● **TASK ITEM**
This task calls for every entry below to be repeated exactly.

[Saved entries]
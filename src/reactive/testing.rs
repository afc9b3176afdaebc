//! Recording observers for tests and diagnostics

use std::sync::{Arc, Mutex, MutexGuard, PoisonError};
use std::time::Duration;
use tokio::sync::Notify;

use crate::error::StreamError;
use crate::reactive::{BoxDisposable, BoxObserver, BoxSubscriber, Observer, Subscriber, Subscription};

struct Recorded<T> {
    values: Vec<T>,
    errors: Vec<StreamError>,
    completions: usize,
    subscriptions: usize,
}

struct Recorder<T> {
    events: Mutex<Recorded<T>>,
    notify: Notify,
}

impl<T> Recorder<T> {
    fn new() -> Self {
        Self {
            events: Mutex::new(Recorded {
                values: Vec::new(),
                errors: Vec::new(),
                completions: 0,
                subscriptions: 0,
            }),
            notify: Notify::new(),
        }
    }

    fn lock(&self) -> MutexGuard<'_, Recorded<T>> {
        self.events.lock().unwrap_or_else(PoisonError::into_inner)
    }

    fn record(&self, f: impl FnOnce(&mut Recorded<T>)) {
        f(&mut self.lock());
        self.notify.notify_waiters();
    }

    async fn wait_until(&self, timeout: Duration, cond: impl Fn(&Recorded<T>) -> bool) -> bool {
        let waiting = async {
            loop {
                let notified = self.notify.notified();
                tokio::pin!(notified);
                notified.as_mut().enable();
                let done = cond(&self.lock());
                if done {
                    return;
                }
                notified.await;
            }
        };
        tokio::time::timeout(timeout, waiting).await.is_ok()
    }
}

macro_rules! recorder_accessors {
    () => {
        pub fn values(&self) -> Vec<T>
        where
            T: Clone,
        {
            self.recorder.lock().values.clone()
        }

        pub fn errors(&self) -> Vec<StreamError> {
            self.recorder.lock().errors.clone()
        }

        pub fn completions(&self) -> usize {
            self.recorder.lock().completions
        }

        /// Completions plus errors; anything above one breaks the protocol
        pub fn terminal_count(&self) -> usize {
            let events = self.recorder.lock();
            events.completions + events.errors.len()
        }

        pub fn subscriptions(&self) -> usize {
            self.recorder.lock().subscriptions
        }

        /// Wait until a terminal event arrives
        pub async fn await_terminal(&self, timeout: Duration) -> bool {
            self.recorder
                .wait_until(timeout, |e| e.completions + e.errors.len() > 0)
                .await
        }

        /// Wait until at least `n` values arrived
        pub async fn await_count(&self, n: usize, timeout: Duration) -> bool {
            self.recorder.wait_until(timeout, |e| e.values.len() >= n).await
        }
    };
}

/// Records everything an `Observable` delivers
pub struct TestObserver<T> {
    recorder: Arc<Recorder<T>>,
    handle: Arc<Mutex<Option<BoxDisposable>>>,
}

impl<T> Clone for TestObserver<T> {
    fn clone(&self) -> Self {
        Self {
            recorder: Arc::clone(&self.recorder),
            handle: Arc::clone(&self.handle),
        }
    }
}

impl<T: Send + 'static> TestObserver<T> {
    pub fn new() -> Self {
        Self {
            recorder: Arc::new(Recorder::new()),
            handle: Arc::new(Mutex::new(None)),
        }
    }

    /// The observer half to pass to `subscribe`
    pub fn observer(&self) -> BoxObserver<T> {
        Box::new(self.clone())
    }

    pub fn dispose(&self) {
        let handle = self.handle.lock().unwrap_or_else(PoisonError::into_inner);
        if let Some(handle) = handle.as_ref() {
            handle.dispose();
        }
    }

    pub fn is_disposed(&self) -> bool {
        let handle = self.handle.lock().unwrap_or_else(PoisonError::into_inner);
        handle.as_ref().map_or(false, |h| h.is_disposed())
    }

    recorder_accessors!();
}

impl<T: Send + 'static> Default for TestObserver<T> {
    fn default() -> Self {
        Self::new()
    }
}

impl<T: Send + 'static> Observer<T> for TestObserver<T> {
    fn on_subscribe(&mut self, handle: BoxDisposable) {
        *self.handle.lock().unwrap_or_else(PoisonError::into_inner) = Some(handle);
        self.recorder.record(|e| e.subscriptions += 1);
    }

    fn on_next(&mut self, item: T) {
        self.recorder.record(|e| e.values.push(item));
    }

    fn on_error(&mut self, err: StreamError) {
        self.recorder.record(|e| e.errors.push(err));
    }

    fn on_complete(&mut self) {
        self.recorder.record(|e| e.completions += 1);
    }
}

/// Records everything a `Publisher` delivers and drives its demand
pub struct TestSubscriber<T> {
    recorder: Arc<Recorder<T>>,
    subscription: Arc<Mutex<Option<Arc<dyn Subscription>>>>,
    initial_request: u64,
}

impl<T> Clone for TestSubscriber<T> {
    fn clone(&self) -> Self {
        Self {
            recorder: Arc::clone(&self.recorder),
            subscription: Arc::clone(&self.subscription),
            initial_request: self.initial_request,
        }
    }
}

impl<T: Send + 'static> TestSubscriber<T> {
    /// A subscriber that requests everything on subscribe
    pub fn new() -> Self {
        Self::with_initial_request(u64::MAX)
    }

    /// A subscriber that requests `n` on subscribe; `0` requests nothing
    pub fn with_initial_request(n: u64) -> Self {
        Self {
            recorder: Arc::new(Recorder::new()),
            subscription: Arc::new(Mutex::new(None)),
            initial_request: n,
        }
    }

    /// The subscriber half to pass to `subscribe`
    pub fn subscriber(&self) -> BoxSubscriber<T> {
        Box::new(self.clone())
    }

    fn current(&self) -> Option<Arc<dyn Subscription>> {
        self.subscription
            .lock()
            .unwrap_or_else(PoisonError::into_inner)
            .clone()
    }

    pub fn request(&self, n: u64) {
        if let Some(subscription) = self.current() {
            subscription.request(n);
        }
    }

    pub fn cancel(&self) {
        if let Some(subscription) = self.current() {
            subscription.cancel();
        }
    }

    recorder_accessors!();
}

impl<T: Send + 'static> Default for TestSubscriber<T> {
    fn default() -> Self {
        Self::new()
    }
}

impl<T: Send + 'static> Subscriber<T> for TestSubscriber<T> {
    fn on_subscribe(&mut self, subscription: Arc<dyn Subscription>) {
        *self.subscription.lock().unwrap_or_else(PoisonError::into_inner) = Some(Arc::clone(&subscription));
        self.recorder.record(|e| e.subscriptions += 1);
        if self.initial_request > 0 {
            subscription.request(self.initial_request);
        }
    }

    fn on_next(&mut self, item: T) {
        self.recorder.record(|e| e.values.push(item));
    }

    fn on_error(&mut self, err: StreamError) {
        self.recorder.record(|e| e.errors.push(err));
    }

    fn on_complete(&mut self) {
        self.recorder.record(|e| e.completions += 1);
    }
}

● **OUTPUT**
filename src/reactive/testing.rs
repository afc9b3176afdaebc
//! Recording observers for tests and diagnostics

use std::sync::{Arc, Mutex, MutexGuard, PoisonError};
use std::time::Duration;
use tokio::sync::Notify;

use crate::error::StreamError;
use crate::reactive::{BoxDisposable, BoxObserver, BoxSubscriber, Observer, Subscriber, Subscription};

struct Recorded<T> {
    values: Vec<T>,
    errors: Vec<StreamError>,
    completions: usize,
    subscriptions: usize,
}

struct Recorder<T> {
    events: Mutex<Recorded<T>>,
    notify: Notify,
}

impl<T> Recorder<T> {
    fn new() -> Self {
        Self {
            events: Mutex::new(Recorded {
                values: Vec::new(),
                errors: Vec::new(),
                completions: 0,
                subscriptions: 0,
            }),
            notify: Notify::new(),
        }
    }

    fn lock(&self) -> MutexGuard<'_, Recorded<T>> {
        self.events.lock().unwrap_or_else(PoisonError::into_inner)
    }

    fn record(&self, f: impl FnOnce(&mut Recorded<T>)) {
        f(&mut self.lock());
        self.notify.notify_waiters();
    }

    async fn wait_until(&self, timeout: Duration, cond: impl Fn(&Recorded<T>) -> bool) -> bool {
        let waiting = async {
            loop {
                let notified = self.notify.notified();
                tokio::pin!(notified);
                notified.as_mut().enable();
                let done = cond(&self.lock());
                if done {
                    return;
                }
                notified.await;
            }
        };
        tokio::time::timeout(timeout, waiting).await.is_ok()
    }
}

macro_rules! recorder_accessors {
    () => {
        pub fn values(&self) -> Vec<T>
        where
            T: Clone,
        {
            self.recorder.lock().values.clone()
        }

        pub fn errors(&self) -> Vec<StreamError> {
            self.recorder.lock().errors.clone()
        }

        pub fn completions(&self) -> usize {
            self.recorder.lock().completions
        }

        /// Completions plus errors; anything above one breaks the protocol
        pub fn terminal_count(&self) -> usize {
            let events = self.recorder.lock();
            events.completions + events.errors.len()
        }

        pub fn subscriptions(&self) -> usize {
            self.recorder.lock().subscriptions
        }

        /// Wait until a terminal event arrives
        pub async fn await_terminal(&self, timeout: Duration) -> bool {
            self.recorder
                .wait_until(timeout, |e| e.completions + e.errors.len() > 0)
                .await
        }

        /// Wait until at least `n` values arrived
        pub async fn await_count(&self, n: usize, timeout: Duration) -> bool {
            self.recorder.wait_until(timeout, |e| e.values.len() >= n).await
        }
    };
}

/// Records everything an `Observable` delivers
pub struct TestObserver<T> {
    recorder: Arc<Recorder<T>>,
    handle: Arc<Mutex<Option<BoxDisposable>>>,
}

impl<T> Clone for TestObserver<T> {
    fn clone(&self) -> Self {
        Self {
            recorder: Arc::clone(&self.recorder),
            handle: Arc::clone(&self.handle),
        }
    }
}

impl<T: Send + 'static> TestObserver<T> {
    pub fn new() -> Self {
        Self {
            recorder: Arc::new(Recorder::new()),
            handle: Arc::new(Mutex::new(None)),
        }
    }

    /// The observer half to pass to `subscribe`
    pub fn observer(&self) -> BoxObserver<T> {
        Box::new(self.clone())
    }

    pub fn dispose(&self) {
        let handle = self.handle.lock().unwrap_or_else(PoisonError::into_inner);
        if let Some(handle) = handle.as_ref() {
            handle.dispose();
        }
    }

    pub fn is_disposed(&self) -> bool {
        let handle = self.handle.lock().unwrap_or_else(PoisonError::into_inner);
        handle.as_ref().map_or(false, |h| h.is_disposed())
    }

    recorder_accessors!();
}

impl<T: Send + 'static> Default for TestObserver<T> {
    fn default() -> Self {
        Self::new()
    }
}

impl<T: Send + 'static> Observer<T> for TestObserver<T> {
    fn on_subscribe(&mut self, handle: BoxDisposable) {
        *self.handle.lock().unwrap_or_else(PoisonError::into_inner) = Some(handle);
        self.recorder.record(|e| e.subscriptions += 1);
    }

    fn on_next(&mut self, item: T) {
        self.recorder.record(|e| e.values.push(item));
    }

    fn on_error(&mut self, err: StreamError) {
        self.recorder.record(|e| e.errors.push(err));
    }

    fn on_complete(&mut self) {
        self.recorder.record(|e| e.completions += 1);
    }
}

/// Records everything a `Publisher` delivers and drives its demand
pub struct TestSubscriber<T> {
    recorder: Arc<Recorder<T>>,
    subscription: Arc<Mutex<Option<Arc<dyn Subscription>>>>,
    initial_request: u64,
}

impl<T> Clone for TestSubscriber<T> {
    fn clone(&self) -> Self {
        Self {
            recorder: Arc::clone(&self.recorder),
            subscription: Arc::clone(&self.subscription),
            initial_request: self.initial_request,
        }
    }
}

impl<T: Send + 'static> TestSubscriber<T> {
    /// A subscriber that requests everything on subscribe
    pub fn new() -> Self {
        Self::with_initial_request(u64::MAX)
    }

    /// A subscriber that requests `n` on subscribe; `0` requests nothing
    pub fn with_initial_request(n: u64) -> Self {
        Self {
            recorder: Arc::new(Recorder::new()),
            subscription: Arc::new(Mutex::new(None)),
            initial_request: n,
        }
    }

    /// The subscriber half to pass to `subscribe`
    pub fn subscriber(&self) -> BoxSubscriber<T> {
        Box::new(self.clone())
    }

    fn current(&self) -> Option<Arc<dyn Subscription>> {
        self.subscription
            .lock()
            .unwrap_or_else(PoisonError::into_inner)
            .clone()
    }

    pub fn request(&self, n: u64) {
        if let Some(subscription) = self.current() {
            subscription.request(n);
        }
    }

    pub fn cancel(&self) {
        if let Some(subscription) = self.current() {
            subscription.cancel();
        }
    }

    recorder_accessors!();
}

impl<T: Send + 'static> Default for TestSubscriber<T> {
    fn default() -> Self {
        Self::new()
    }
}

impl<T: Send + 'static> Subscriber<T> for TestSubscriber<T> {
    fn on_subscribe(&mut self, subscription: Arc<dyn Subscription>) {
        *self.subscription.lock().unwrap_or_else(PoisonError::into_inner) = Some(Arc::clone(&subscription));
        self.recorder.record(|e| e.subscriptions += 1);
        if self.initial_request > 0 {
            subscription.request(self.initial_request);
        }
    }

    fn on_next(&mut self, item: T) {
        self.recorder.record(|e| e.values.push(item));
    }

    fn on_error(&mut self, err: StreamError) {
        self.recorder.record(|e| e.errors.push(err));
    }

    fn on_complete(&mut self) {
        self.recorder.record(|e| e.completions += 1);
    }
}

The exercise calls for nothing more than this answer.